Rodrigo, coberto de machucados, mal conseguia se manter em pé. Todo o peso de seu corpo estava apoiado em Inês.

Com o coração envolto em emoções conflitantes, Abel avançou para tentar ajudar, mas as sirenes da ambulância já se faziam ouvir.

Os paramédicos ajudaram Inês a acomodar Rodrigo no veículo de resgate.

Inês estava tão alheia ao mundo exterior que sequer notou a presença de Abel. Tudo que seus olhos captavam era o estado devastado de Rodrigo.

Rodrigo não perdeu a consciência. Com o cenho franzido, ele segurava a mão de Inês com firmeza enquanto a observava pegar o celular, com dedos trêmulos, para ligar para Daniela.

Lutando contra a própria fraqueza, desatou o cinto de segurança e empurrou a porta amassada com muito custo. Com a visão turva e as pernas vacilantes, ela desceu do carro, cruzou a multidão de cabeças baixas e arrastou-se até um beco escuro nas proximidades.
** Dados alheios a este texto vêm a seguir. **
#![cfg(target_arch = "wasm32")]
use anyhow::anyhow;
use portfolio_core::Theme;
use std::cell::Cell;
use std::rc::Rc;
use std::sync::atomic::{AtomicBool, Ordering};
use wasm_bindgen::prelude::*;
use wasm_bindgen::JsCast;
use wasm_bindgen_futures::spawn_local;
use web_sys as web;

mod canvas;
mod constants;
mod contact;
mod dom;
mod events;
mod frame;
mod input;
mod nav;
mod reveal;
mod slider;
mod theme;

use constants::{CANVAS_ID, REDUCED_MOTION_QUERY};

// Light page wiring; safe to run as soon as the DOM is parsed.
fn init_ui(window: &web::Window, document: &web::Document, current_theme: &Rc<Cell<Theme>>) {
    nav::wire_active_links(window, document);
    nav::wire_mobile_menu(document);
    reveal::wire_reveals(document);
    theme::wire_theme_toggle(window, document, current_theme.clone());
    contact::wire_contact_form(window, document);
    slider::wire_sliders(window, document);
    contact::stamp_year(document);
}

fn start_background(
    window: &web::Window,
    document: &web::Document,
    current_theme: Rc<Cell<Theme>>,
) -> anyhow::Result<()> {
    if dom::media_matches(window, REDUCED_MOTION_QUERY) {
        log::info!("reduced motion requested; particle background disabled");
        return Ok(());
    }
    static STARTED: AtomicBool = AtomicBool::new(false);
    if STARTED.swap(true, Ordering::SeqCst) {
        return Ok(());
    }
    let canvas: web::HtmlCanvasElement = document
        .get_element_by_id(CANVAS_ID)
        .ok_or_else(|| anyhow!("missing #{}", CANVAS_ID))?
        .dyn_into::<web::HtmlCanvasElement>()
        .map_err(|e| anyhow!("{:?}", e))?;
    let frame_loop = frame::start_canvas(canvas, current_theme)?;
    log::debug!("[frame] loop running={}", frame_loop.is_running());
    Ok(())
}

#[wasm_bindgen(start)]
pub fn start() -> Result<(), JsValue> {
    console_error_panic_hook::set_once();
    console_log::init_with_level(log::Level::Info).ok();
    log::info!("portfolio-web starting");

    spawn_local(async move {
        if let Err(e) = init().await {
            log::error!("init error: {:?}", e);
        }
    });
    Ok(())
}

async fn init() -> anyhow::Result<()> {
    let (window, document) = dom::window_and_document()?;
    let current_theme = Rc::new(Cell::new(Theme::default()));

    dom::dom_ready(&document).await?;
    init_ui(&window, &document, &current_theme);

    // The canvas waits for full load so it does not compete with first paint.
    dom::window_loaded(&window, &document).await?;
    start_background(&window, &document, current_theme)
}
use anyhow::anyhow;
use glam::Vec2;
use portfolio_core::{BackingSize, Glow, Stroke, Surface};
use std::f64::consts::TAU;
use wasm_bindgen::JsCast;
use web_sys as web;

/// [`Surface`] backed by the background `<canvas>` and its 2D context.
pub struct CanvasSurface {
    canvas: web::HtmlCanvasElement,
    ctx: web::CanvasRenderingContext2d,
}

impl CanvasSurface {
    pub fn new(canvas: web::HtmlCanvasElement) -> anyhow::Result<Self> {
        let ctx = canvas
            .get_context("2d")
            .map_err(|e| anyhow!("{:?}", e))?
            .ok_or_else(|| anyhow!("2d context unavailable"))?
            .dyn_into::<web::CanvasRenderingContext2d>()
            .map_err(|e| anyhow!("{:?}", e))?;
        Ok(Self { canvas, ctx })
    }

    #[inline]
    fn segment(&self, from: Vec2, to: Vec2) {
        self.ctx.begin_path();
        self.ctx.move_to(from.x as f64, from.y as f64);
        self.ctx.line_to(to.x as f64, to.y as f64);
        self.ctx.stroke();
    }
}

impl Surface for CanvasSurface {
    fn resize(&mut self, css_width: f32, css_height: f32, backing: BackingSize, scale: f64) {
        // Assigning width/height resets the context state, so the transform goes last.
        self.canvas.set_width(backing.width);
        self.canvas.set_height(backing.height);
        let style = self.canvas.style();
        _ = style.set_property("width", &format!("{}px", css_width));
        _ = style.set_property("height", &format!("{}px", css_height));
        _ = self.ctx.set_transform(scale, 0.0, 0.0, scale, 0.0, 0.0);
    }

    fn clear(&mut self, width: f32, height: f32) {
        self.ctx.clear_rect(0.0, 0.0, width as f64, height as f64);
    }

    fn stroke_line(&mut self, from: Vec2, to: Vec2, stroke: Stroke) {
        match stroke {
            Stroke::Solid {
                color,
                global_alpha,
            } => {
                self.ctx.save();
                self.ctx.set_global_alpha(global_alpha as f64);
                self.ctx.set_stroke_style_str(&color.to_string());
                self.segment(from, to);
                self.ctx.restore();
            }
            Stroke::Gradient { start, end } => {
                let g = self.ctx.create_linear_gradient(
                    from.x as f64,
                    from.y as f64,
                    to.x as f64,
                    to.y as f64,
                );
                _ = g.add_color_stop(0.0, &start.to_string());
                _ = g.add_color_stop(1.0, &end.to_string());
                self.ctx.set_stroke_style_canvas_gradient(&g);
                self.segment(from, to);
            }
        }
    }

    fn stroke_lines(&mut self, segments: &[(Vec2, Vec2)], stroke: Stroke) {
        let Stroke::Solid {
            color,
            global_alpha,
        } = stroke
        else {
            for &(from, to) in segments {
                self.stroke_line(from, to, stroke);
            }
            return;
        };
        self.ctx.save();
        self.ctx.set_global_alpha(global_alpha as f64);
        self.ctx.set_stroke_style_str(&color.to_string());
        for &(from, to) in segments {
            self.segment(from, to);
        }
        self.ctx.restore();
    }

    fn fill_glow(&mut self, center: Vec2, glow: Glow) {
        let (x, y) = (center.x as f64, center.y as f64);
        let g = match self
            .ctx
            .create_radial_gradient(x, y, 0.0, x, y, glow.fade_radius as f64)
        {
            Ok(g) => g,
            Err(_) => return,
        };
        _ = g.add_color_stop(0.0, &glow.color.to_string());
        _ = g.add_color_stop(1.0, "transparent");
        self.ctx.begin_path();
        self.ctx.set_fill_style_canvas_gradient(&g);
        _ = self.ctx.arc(x, y, glow.fill_radius as f64, 0.0, TAU);
        self.ctx.fill();
    }
}
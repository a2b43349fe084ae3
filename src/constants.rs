/// Page hooks and browser-side settings for the portfolio front-end.
///
/// Element ids and selectors mirror the markup of the site; keeping them here
/// lets the wiring modules stay free of string literals.
// Particle background
pub const CANVAS_ID: &str = "bg-canvas";
pub const REDUCED_MOTION_QUERY: &str = "(prefers-reduced-motion: reduce)";

// Theme
pub const THEME_TOGGLE_ID: &str = "themeToggle";
pub const THEME_STORAGE_KEY: &str = "theme";
pub const THEME_ATTRIBUTE: &str = "data-theme";
pub const PREFERS_LIGHT_QUERY: &str = "(prefers-color-scheme: light)";

// Navigation
pub const NAV_LINK_SELECTOR: &str = ".nav-link";
pub const NAV_SELECTOR: &str = ".nav";
pub const NAV_TOGGLE_SELECTOR: &str = ".nav-toggle";
pub const NAV_LINKS_SELECTOR: &str = ".nav-links";
pub const NAV_OPEN_CLASS: &str = "open";
pub const ACTIVE_CLASS: &str = "active";

// Before/after sliders
pub const SLIDER_ROOT_SELECTOR: &str = ".before-after";
pub const SLIDER_CLIP_SELECTOR: &str = ".ba-after-clip";
pub const SLIDER_HANDLE_SELECTOR: &str = ".ba-handle";
pub const SLIDER_SHEEN_SELECTOR: &str = ".ba-sheen";
pub const SLIDER_INITIAL_ATTRIBUTE: &str = "data-initial";
pub const DRAGGING_CLASS: &str = "dragging";
pub const SHEEN_ANIMATE_CLASS: &str = "animate-[glassSheen_1.6s_ease-in-out]";
pub const SHEEN_VISIBLE_CLASS: &str = "opacity-100";

// Contact form
pub const CONTACT_FORM_ID: &str = "contactForm";
pub const CONTACT_RECIPIENT: &str = "hello@example.com";

// Footer
pub const YEAR_ID: &str = "year";
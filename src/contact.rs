use crate::constants::*;
use portfolio_core::contact::MISSING_FIELDS_MESSAGE;
use portfolio_core::ContactForm;
use wasm_bindgen::closure::Closure;
use wasm_bindgen::JsCast;
use web_sys as web;

fn field(data: &web::FormData, name: &str) -> String {
    data.get(name).as_string().unwrap_or_default()
}

/// Turn `#contactForm` submissions into a `mailto:` navigation.
pub fn wire_contact_form(window: &web::Window, document: &web::Document) {
    let Some(form) = document
        .get_element_by_id(CONTACT_FORM_ID)
        .and_then(|el| el.dyn_into::<web::HtmlFormElement>().ok())
    else {
        return;
    };
    let window = window.clone();
    let form_submit = form.clone();
    let closure = Closure::wrap(Box::new(move |ev: web::Event| {
        ev.prevent_default();
        let data = match web::FormData::new_with_form(&form_submit) {
            Ok(d) => d,
            Err(e) => {
                log::error!("[contact] form data: {:?}", e);
                return;
            }
        };
        let contact = ContactForm::new(
            &field(&data, "name"),
            &field(&data, "email"),
            &field(&data, "message"),
        );
        match contact.mailto(CONTACT_RECIPIENT) {
            Ok(href) => {
                _ = window.location().set_href(&href);
            }
            Err(e) => {
                log::debug!("[contact] {}", e);
                _ = window.alert_with_message(MISSING_FIELDS_MESSAGE);
            }
        }
    }) as Box<dyn FnMut(_)>);
    _ = form.add_event_listener_with_callback("submit", closure.as_ref().unchecked_ref());
    closure.forget();
}

/// Stamp the current year into the footer.
pub fn stamp_year(document: &web::Document) {
    if let Some(el) = document.get_element_by_id(YEAR_ID) {
        let year = js_sys::Date::new_0().get_full_year();
        el.set_text_content(Some(&year.to_string()));
    }
}
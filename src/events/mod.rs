pub mod keyboard;
pub mod pointer;

pub use keyboard::wire_slider_keys;
pub use pointer::wire_slider_pointer;
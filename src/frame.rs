use crate::canvas::CanvasSurface;
use crate::dom;
use instant::Instant;
use portfolio_core::{FrameStats, ParticleSystem, Theme};
use std::cell::{Cell, RefCell};
use std::rc::Rc;
use wasm_bindgen::closure::Closure;
use wasm_bindgen::JsCast;
use web_sys as web;

/// Particle background bound to its canvas.
pub struct Background {
    pub system: ParticleSystem,
    pub surface: CanvasSurface,
    pub theme: Rc<Cell<Theme>>,
    pub stats: FrameStats,
}

impl Background {
    /// Re-read the viewport and resample the field for it.
    pub fn resize_to_viewport(&mut self) {
        let Some(window) = web::window() else {
            return;
        };
        let (w, h) = dom::viewport_size(&window);
        let dpr = window.device_pixel_ratio();
        self.system.resize(&mut self.surface, w, h, dpr);
    }

    pub fn frame(&mut self) {
        self.system.set_theme(self.theme.get());
        self.system.step(&mut self.surface);
        self.stats.tick(Instant::now(), self.system.field().len());
    }
}

type Tick = Rc<RefCell<Option<Closure<dyn FnMut()>>>>;

/// Handle to the running animation-frame chain.
#[derive(Clone)]
pub struct FrameLoop {
    tick: Tick,
    pending: Rc<Cell<Option<i32>>>,
    stopped: Rc<Cell<bool>>,
}

impl FrameLoop {
    pub fn is_running(&self) -> bool {
        !self.stopped.get()
    }

    /// Cancel the pending frame and release the tick closure.
    ///
    /// Must be called from outside the tick itself (e.g. a `pagehide` handler).
    pub fn stop(&self) {
        if self.stopped.replace(true) {
            return;
        }
        if let (Some(id), Some(w)) = (self.pending.take(), web::window()) {
            _ = w.cancel_animation_frame(id);
        }
        self.tick.borrow_mut().take();
        log::info!("[frame] loop stopped");
    }
}

fn request_frame(tick: &Tick, pending: &Cell<Option<i32>>) {
    let Some(w) = web::window() else {
        return;
    };
    if let Some(cb) = tick.borrow().as_ref() {
        pending.set(w.request_animation_frame(cb.as_ref().unchecked_ref()).ok());
    }
}

pub fn start_loop(background: Rc<RefCell<Background>>) -> FrameLoop {
    let tick: Tick = Rc::new(RefCell::new(None));
    let pending = Rc::new(Cell::new(None));
    let stopped = Rc::new(Cell::new(false));

    let tick_clone = tick.clone();
    let pending_tick = pending.clone();
    let stopped_tick = stopped.clone();
    *tick.borrow_mut() = Some(Closure::wrap(Box::new(move || {
        pending_tick.set(None);
        if stopped_tick.get() {
            return;
        }
        background.borrow_mut().frame();
        request_frame(&tick_clone, &pending_tick);
    }) as Box<dyn FnMut()>));
    request_frame(&tick, &pending);

    FrameLoop {
        tick,
        pending,
        stopped,
    }
}

/// Bind the particle background to `#bg-canvas` and run it until page teardown.
pub fn start_canvas(
    canvas: web::HtmlCanvasElement,
    theme: Rc<Cell<Theme>>,
) -> anyhow::Result<FrameLoop> {
    let surface = CanvasSurface::new(canvas)?;
    let rng = {
        use rand::SeedableRng;
        rand::rngs::StdRng::from_entropy()
    };
    let background = Rc::new(RefCell::new(Background {
        system: ParticleSystem::new(rng),
        surface,
        theme,
        stats: FrameStats::default(),
    }));
    background.borrow_mut().resize_to_viewport();
    log::info!(
        "[frame] canvas started with {} particles",
        background.borrow().system.field().len()
    );

    if let Some(window) = web::window() {
        let bg = background.clone();
        dom::add_listener(window.as_ref(), "resize", false, move |_| {
            bg.borrow_mut().resize_to_viewport();
        });
    }

    let frame_loop = start_loop(background);
    let teardown = frame_loop.clone();
    if let Some(window) = web::window() {
        dom::add_listener(window.as_ref(), "pagehide", true, move |ev| {
            // bfcache restores keep the page alive; only stop on real unloads
            let persisted = js_sys::Reflect::get(&ev, &"persisted".into())
                .ok()
                .and_then(|v| v.as_bool())
                .unwrap_or(false);
            if !persisted {
                teardown.stop();
            }
        });
    }
    Ok(frame_loop)
}
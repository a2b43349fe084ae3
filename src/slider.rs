use crate::constants::*;
use crate::dom;
use crate::events;
use portfolio_core::slider::{initial_pct, transition_css, KeyCommand, Slider, Span};
use portfolio_core::{SHEEN_FADE_MS, SLIDER_TRANSITION_CLEAR_MS};
use std::cell::RefCell;
use std::rc::Rc;
use web_sys as web;

/// One `.before-after` widget and the elements it moves.
pub struct BeforeAfter {
    pub root: web::Element,
    clip: web::HtmlElement,
    handle: web::HtmlElement,
    sheen: Option<web::Element>,
    slider: Slider,
    clear_timer: Option<i32>,
}

fn span_of(el: &web::Element) -> Span {
    let rect = el.get_bounding_client_rect();
    Span {
        left: rect.left(),
        width: rect.width(),
    }
}

impl BeforeAfter {
    fn new(root: web::Element) -> Option<Self> {
        let clip = dom::query_html(&root, SLIDER_CLIP_SELECTOR)?;
        let handle = dom::query_html(&root, SLIDER_HANDLE_SELECTOR)?;
        let sheen = root.query_selector(SLIDER_SHEEN_SELECTOR).ok().flatten();
        let initial = initial_pct(root.get_attribute(SLIDER_INITIAL_ATTRIBUTE).as_deref());
        let slider = Slider::new(initial, span_of(&root));
        Some(Self {
            root,
            clip,
            handle,
            sheen,
            slider,
            clear_timer: None,
        })
    }

    pub fn handle(&self) -> &web::HtmlElement {
        &self.handle
    }

    fn place(&mut self, x: f64, with_transition: bool) {
        _ = self.clip.style().set_property("width", &format!("{}px", x));
        _ = self
            .handle
            .style()
            .set_property("transform", &format!("translateX({}px)", x));
        if !with_transition {
            return;
        }
        let (clip_t, handle_t) = transition_css();
        _ = self.clip.style().set_property("transition", &clip_t);
        _ = self.handle.style().set_property("transition", &handle_t);
        if let Some(id) = self.clear_timer.take() {
            dom::clear_timeout(id);
        }
        let clip = self.clip.clone();
        let handle = self.handle.clone();
        self.clear_timer = dom::set_timeout(SLIDER_TRANSITION_CLEAR_MS, move || {
            _ = clip.style().set_property("transition", "");
            _ = handle.style().set_property("transition", "");
        });
    }

    pub fn set_pct(&mut self, v: f64, with_transition: bool) {
        let x = self.slider.set_pct(v);
        self.place(x, with_transition);
    }

    pub fn update_rect(&mut self) {
        let x = self.slider.set_span(span_of(&self.root));
        self.place(x, false);
    }

    pub fn press(&mut self, client_x: f64) {
        let x = self.slider.press(client_x);
        _ = self.root.class_list().add_1(DRAGGING_CLASS);
        if let Some(sheen) = &self.sheen {
            _ = sheen
                .class_list()
                .add_2(SHEEN_ANIMATE_CLASS, SHEEN_VISIBLE_CLASS);
        }
        self.place(x, false);
    }

    pub fn drag(&mut self, client_x: f64) {
        if let Some(x) = self.slider.drag(client_x) {
            self.place(x, false);
        }
    }

    pub fn release(&mut self) {
        if !self.slider.release() {
            return;
        }
        _ = self.root.class_list().remove_1(DRAGGING_CLASS);
        if let Some(sheen) = &self.sheen {
            _ = sheen.class_list().remove_1(SHEEN_ANIMATE_CLASS);
            let sheen = sheen.clone();
            dom::set_timeout(SHEEN_FADE_MS, move || {
                _ = sheen.class_list().remove_1(SHEEN_VISIBLE_CLASS);
            });
        }
    }

    pub fn apply_key(&mut self, cmd: KeyCommand) {
        let x = self.slider.apply_key(cmd);
        self.place(x, true);
    }
}

/// Wire every before/after slider on the page.
pub fn wire_sliders(window: &web::Window, document: &web::Document) {
    let Some(root) = document.document_element() else {
        return;
    };
    let mut wired = 0usize;
    for el in dom::query_all(&root, SLIDER_ROOT_SELECTOR) {
        let Some(mut ba) = BeforeAfter::new(el) else {
            log::warn!("[slider] .before-after without clip or handle; skipped");
            continue;
        };
        let pct = ba.slider.pct();
        ba.set_pct(pct, true);
        let ba = Rc::new(RefCell::new(ba));
        events::wire_slider_pointer(window, &ba);
        events::wire_slider_keys(&ba);
        wired += 1;
    }
    if wired > 0 {
        log::debug!("[slider] wired {} before/after sliders", wired);
    }
}

pub type SharedSlider = Rc<RefCell<BeforeAfter>>;
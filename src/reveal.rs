use crate::dom;
use js_sys::{Array, Function, Object, Reflect};
use portfolio_core::reveal::{keyframes, timing, REVEAL_SELECTOR};
use portfolio_core::REVEAL_THRESHOLD;
use wasm_bindgen::closure::Closure;
use wasm_bindgen::{JsCast, JsValue};
use web_sys as web;

fn set(obj: &Object, key: &str, value: JsValue) {
    _ = Reflect::set(obj, &JsValue::from_str(key), &value);
}

fn keyframes_js() -> Array {
    keyframes()
        .iter()
        .map(|k| {
            let o = Object::new();
            set(&o, "transform", JsValue::from_str(&k.transform));
            set(&o, "opacity", JsValue::from_f64(k.opacity as f64));
            JsValue::from(o)
        })
        .collect()
}

fn timing_js() -> Object {
    let t = timing();
    let o = Object::new();
    set(&o, "duration", JsValue::from_f64(t.duration_ms));
    set(&o, "easing", JsValue::from_str(t.easing));
    set(&o, "fill", JsValue::from_str(t.fill));
    o
}

// `Element.animate` is looked up dynamically; browsers without the Web
// Animations API simply show the element as-is.
fn animate(el: &web::Element) {
    let func = Reflect::get(el, &JsValue::from_str("animate"))
        .ok()
        .and_then(|f| f.dyn_into::<Function>().ok());
    if let Some(f) = func {
        _ = f.call2(el, &keyframes_js(), &timing_js());
    }
}

/// Play the entrance animation once per element as it enters the viewport.
pub fn wire_reveals(document: &web::Document) {
    let Some(root) = document.document_element() else {
        return;
    };
    let items = dom::query_all(&root, REVEAL_SELECTOR);
    if items.is_empty() {
        return;
    }

    let callback = Closure::wrap(Box::new(
        move |entries: Array, observer: web::IntersectionObserver| {
            for entry in entries.iter() {
                let Ok(entry) = entry.dyn_into::<web::IntersectionObserverEntry>() else {
                    continue;
                };
                if entry.is_intersecting() {
                    let target = entry.target();
                    animate(&target);
                    observer.unobserve(&target);
                }
            }
        },
    ) as Box<dyn FnMut(Array, web::IntersectionObserver)>);

    let opts = web::IntersectionObserverInit::new();
    opts.set_threshold(&JsValue::from_f64(REVEAL_THRESHOLD));
    let observer = match web::IntersectionObserver::new_with_options(
        callback.as_ref().unchecked_ref(),
        &opts,
    ) {
        Ok(o) => o,
        Err(e) => {
            log::warn!("[reveal] IntersectionObserver unavailable: {:?}", e);
            return;
        }
    };
    callback.forget();
    for el in &items {
        observer.observe(el);
    }
    log::debug!("[reveal] observing {} elements", items.len());
}
// Host-side tests for pure input functions.
// The main crate is wasm-only, so we include the pure-Rust modules directly.

#![allow(dead_code)]
mod input {
    include!("../src/input.rs");
}

use input::*;

#[test]
fn touch_events_are_recognised_by_type() {
    assert!(is_touch_event("touchstart"));
    assert!(is_touch_event("touchmove"));
    assert!(is_touch_event("touchend"));
}

#[test]
fn mouse_events_are_not_touch() {
    assert!(!is_touch_event("mousedown"));
    assert!(!is_touch_event("mousemove"));
    assert!(!is_touch_event(""));
}
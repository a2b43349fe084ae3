use std::fmt;
use std::str::FromStr;
use thiserror::Error;

#[derive(Clone, Copy, Debug, Default, PartialEq, Eq)]
pub enum Theme {
    #[default]
    Dark,
    Light,
}

#[derive(Debug, Error, PartialEq, Eq)]
#[error("unknown theme {0:?} (expected \"dark\" or \"light\")")]
pub struct ThemeParseError(pub String);

impl Theme {
    #[inline]
    pub fn as_str(self) -> &'static str {
        match self {
            Theme::Dark => "dark",
            Theme::Light => "light",
        }
    }

    #[inline]
    pub fn toggled(self) -> Self {
        match self {
            Theme::Dark => Theme::Light,
            Theme::Light => Theme::Dark,
        }
    }

    /// A valid saved preference wins; otherwise follow `prefers-color-scheme`.
    pub fn resolve_initial(saved: Option<&str>, prefers_light: bool) -> Self {
        match saved.map(str::parse::<Theme>) {
            Some(Ok(theme)) => theme,
            _ if prefers_light => Theme::Light,
            _ => Theme::Dark,
        }
    }
}

impl FromStr for Theme {
    type Err = ThemeParseError;

    fn from_str(s: &str) -> Result<Self, Self::Err> {
        match s {
            "dark" => Ok(Theme::Dark),
            "light" => Ok(Theme::Light),
            other => Err(ThemeParseError(other.to_string())),
        }
    }
}

impl fmt::Display for Theme {
    fn fmt(&self, f: &mut fmt::Formatter<'_>) -> fmt::Result {
        f.write_str(self.as_str())
    }
}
Mas, mal deu dois passos na sombra, uma silhueta barrou sua passagem.

Irritada e atordoada, Julieta ergueu o rosto. Para sua surpresa, deparou-se com Abel.

— Por que fez isso? — Abel disparou com desdém, pouco se importando com as lesões severas dela. Aos poucos, elevou o tom de voz até gritar: — Por que atirou o carro contra a Inês?!

— Ela destruiu minha família, me deixou sem teto... Ela não merecia morrer? — Julieta soltou uma risada amarga e sibilou de volta.

— Os meus freios falharam. Eu não fiz por mal. — Apertando os lábios, ela adotou repentinamente uma máscara de falsa inocência.

Mal terminou a frase, e começou a rir sozinha, possuída por um tom lunático:

— Eu não fiz de propósito, juro. Foram os freios. Veja... eu também estou sangrando tanto.